-- What you need to do --
Below are entries. Copy exactly the lines running from the line that holds "pub fn string(text: &str)" to the line that holds "fn from(v: i32)", with both ends included.

Listed records START

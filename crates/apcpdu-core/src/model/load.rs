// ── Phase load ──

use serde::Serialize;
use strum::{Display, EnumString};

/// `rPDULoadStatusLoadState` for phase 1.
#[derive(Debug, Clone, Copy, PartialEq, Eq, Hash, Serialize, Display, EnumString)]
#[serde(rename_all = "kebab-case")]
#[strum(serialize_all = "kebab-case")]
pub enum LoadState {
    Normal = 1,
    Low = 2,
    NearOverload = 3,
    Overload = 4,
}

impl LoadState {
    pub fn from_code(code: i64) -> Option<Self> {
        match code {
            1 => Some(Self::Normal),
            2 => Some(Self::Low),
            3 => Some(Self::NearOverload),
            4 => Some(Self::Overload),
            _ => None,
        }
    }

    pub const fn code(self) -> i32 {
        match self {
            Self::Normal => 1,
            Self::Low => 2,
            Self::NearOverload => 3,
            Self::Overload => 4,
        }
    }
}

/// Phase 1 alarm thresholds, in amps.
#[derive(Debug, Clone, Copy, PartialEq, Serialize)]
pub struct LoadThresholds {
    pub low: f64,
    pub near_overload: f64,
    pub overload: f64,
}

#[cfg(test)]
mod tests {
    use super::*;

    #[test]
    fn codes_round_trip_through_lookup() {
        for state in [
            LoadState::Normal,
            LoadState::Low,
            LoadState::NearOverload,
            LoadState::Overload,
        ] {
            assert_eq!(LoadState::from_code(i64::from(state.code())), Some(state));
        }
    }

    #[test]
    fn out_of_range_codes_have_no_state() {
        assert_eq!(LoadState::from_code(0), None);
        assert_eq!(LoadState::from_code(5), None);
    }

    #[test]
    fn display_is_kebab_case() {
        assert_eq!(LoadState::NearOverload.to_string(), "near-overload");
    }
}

Listed records END
Listed records START

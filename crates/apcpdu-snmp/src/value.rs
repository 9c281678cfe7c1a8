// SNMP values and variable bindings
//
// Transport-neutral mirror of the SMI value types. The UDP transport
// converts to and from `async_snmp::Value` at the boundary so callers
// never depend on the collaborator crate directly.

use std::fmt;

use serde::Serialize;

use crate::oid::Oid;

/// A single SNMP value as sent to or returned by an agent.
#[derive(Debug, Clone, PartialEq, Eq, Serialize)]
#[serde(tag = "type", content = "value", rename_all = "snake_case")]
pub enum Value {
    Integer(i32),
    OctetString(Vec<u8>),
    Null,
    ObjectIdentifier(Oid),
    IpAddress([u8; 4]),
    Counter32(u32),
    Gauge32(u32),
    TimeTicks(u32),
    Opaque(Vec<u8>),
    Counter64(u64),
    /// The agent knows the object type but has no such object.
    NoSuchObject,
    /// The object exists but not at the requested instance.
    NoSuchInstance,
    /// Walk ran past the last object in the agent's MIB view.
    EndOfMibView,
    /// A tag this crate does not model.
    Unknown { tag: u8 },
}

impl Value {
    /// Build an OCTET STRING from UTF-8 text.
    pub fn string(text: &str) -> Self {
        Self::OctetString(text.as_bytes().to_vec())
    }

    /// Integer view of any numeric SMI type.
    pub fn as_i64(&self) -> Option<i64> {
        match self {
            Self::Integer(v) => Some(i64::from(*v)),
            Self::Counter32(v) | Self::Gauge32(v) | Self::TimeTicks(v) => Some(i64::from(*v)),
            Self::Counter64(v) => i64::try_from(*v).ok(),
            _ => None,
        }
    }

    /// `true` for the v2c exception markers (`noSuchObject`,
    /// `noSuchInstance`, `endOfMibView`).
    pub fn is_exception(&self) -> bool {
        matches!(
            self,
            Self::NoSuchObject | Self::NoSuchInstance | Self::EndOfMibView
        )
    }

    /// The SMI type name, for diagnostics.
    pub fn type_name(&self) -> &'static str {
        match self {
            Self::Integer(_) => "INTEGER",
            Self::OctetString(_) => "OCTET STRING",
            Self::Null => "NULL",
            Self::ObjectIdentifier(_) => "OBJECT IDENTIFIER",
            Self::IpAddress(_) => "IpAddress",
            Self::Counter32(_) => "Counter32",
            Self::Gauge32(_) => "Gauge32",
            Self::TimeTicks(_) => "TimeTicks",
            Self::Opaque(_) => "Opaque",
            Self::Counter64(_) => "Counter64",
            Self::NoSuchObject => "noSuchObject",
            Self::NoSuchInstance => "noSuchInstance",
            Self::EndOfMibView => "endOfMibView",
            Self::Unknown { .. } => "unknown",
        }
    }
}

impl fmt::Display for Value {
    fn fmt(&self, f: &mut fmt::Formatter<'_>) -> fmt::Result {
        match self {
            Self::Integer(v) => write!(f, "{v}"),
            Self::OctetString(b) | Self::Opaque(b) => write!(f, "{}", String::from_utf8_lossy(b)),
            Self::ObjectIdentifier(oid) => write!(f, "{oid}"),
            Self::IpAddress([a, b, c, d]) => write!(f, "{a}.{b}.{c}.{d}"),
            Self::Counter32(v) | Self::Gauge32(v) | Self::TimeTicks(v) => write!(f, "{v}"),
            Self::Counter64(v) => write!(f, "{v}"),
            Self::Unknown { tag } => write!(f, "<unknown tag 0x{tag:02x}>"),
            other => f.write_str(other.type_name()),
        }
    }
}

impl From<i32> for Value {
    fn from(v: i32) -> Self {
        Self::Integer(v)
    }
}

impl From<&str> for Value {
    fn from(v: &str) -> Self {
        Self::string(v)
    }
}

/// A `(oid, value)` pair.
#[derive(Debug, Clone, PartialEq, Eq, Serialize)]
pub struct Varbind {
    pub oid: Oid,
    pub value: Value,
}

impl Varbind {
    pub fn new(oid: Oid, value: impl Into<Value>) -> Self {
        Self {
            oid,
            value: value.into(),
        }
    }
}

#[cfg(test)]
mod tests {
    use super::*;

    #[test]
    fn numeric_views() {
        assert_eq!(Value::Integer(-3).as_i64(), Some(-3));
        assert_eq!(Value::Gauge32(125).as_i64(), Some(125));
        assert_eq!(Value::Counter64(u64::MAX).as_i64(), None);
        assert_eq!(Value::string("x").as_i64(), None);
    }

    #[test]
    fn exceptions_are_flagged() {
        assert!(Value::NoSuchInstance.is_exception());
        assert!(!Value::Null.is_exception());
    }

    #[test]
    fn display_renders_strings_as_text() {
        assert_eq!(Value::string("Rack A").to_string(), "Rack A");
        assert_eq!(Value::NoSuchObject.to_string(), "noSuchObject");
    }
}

Listed records END

-- Task answer --
    pub fn string(text: &str) -> Self {
        Self::OctetString(text.as_bytes().to_vec())
    }

    /// Integer view of any numeric SMI type.
    pub fn as_i64(&self) -> Option<i64> {
        match self {
            Self::Integer(v) => Some(i64::from(*v)),
            Self::Counter32(v) | Self::Gauge32(v) | Self::TimeTicks(v) => Some(i64::from(*v)),
            Self::Counter64(v) => i64::try_from(*v).ok(),
            _ => None,
        }
    }

    /// `true` for the v2c exception markers (`noSuchObject`,
    /// `noSuchInstance`, `endOfMibView`).
    pub fn is_exception(&self) -> bool {
        matches!(
            self,
            Self::NoSuchObject | Self::NoSuchInstance | Self::EndOfMibView
        )
    }

    /// The SMI type name, for diagnostics.
    pub fn type_name(&self) -> &'static str {
        match self {
            Self::Integer(_) => "INTEGER",
            Self::OctetString(_) => "OCTET STRING",
            Self::Null => "NULL",
            Self::ObjectIdentifier(_) => "OBJECT IDENTIFIER",
            Self::IpAddress(_) => "IpAddress",
            Self::Counter32(_) => "Counter32",
            Self::Gauge32(_) => "Gauge32",
            Self::TimeTicks(_) => "TimeTicks",
            Self::Opaque(_) => "Opaque",
            Self::Counter64(_) => "Counter64",
            Self::NoSuchObject => "noSuchObject",
            Self::NoSuchInstance => "noSuchInstance",
            Self::EndOfMibView => "endOfMibView",
            Self::Unknown { .. } => "unknown",
        }
    }
}

impl fmt::Display for Value {
    fn fmt(&self, f: &mut fmt::Formatter<'_>) -> fmt::Result {
        match self {
            Self::Integer(v) => write!(f, "{v}"),
            Self::OctetString(b) | Self::Opaque(b) => write!(f, "{}", String::from_utf8_lossy(b)),
            Self::ObjectIdentifier(oid) => write!(f, "{oid}"),
            Self::IpAddress([a, b, c, d]) => write!(f, "{a}.{b}.{c}.{d}"),
            Self::Counter32(v) | Self::Gauge32(v) | Self::TimeTicks(v) => write!(f, "{v}"),
            Self::Counter64(v) => write!(f, "{v}"),
            Self::Unknown { tag } => write!(f, "<unknown tag 0x{tag:02x}>"),
            other => f.write_str(other.type_name()),
        }
    }
}

impl From<i32> for Value {
    fn from(v: i32) -> Self {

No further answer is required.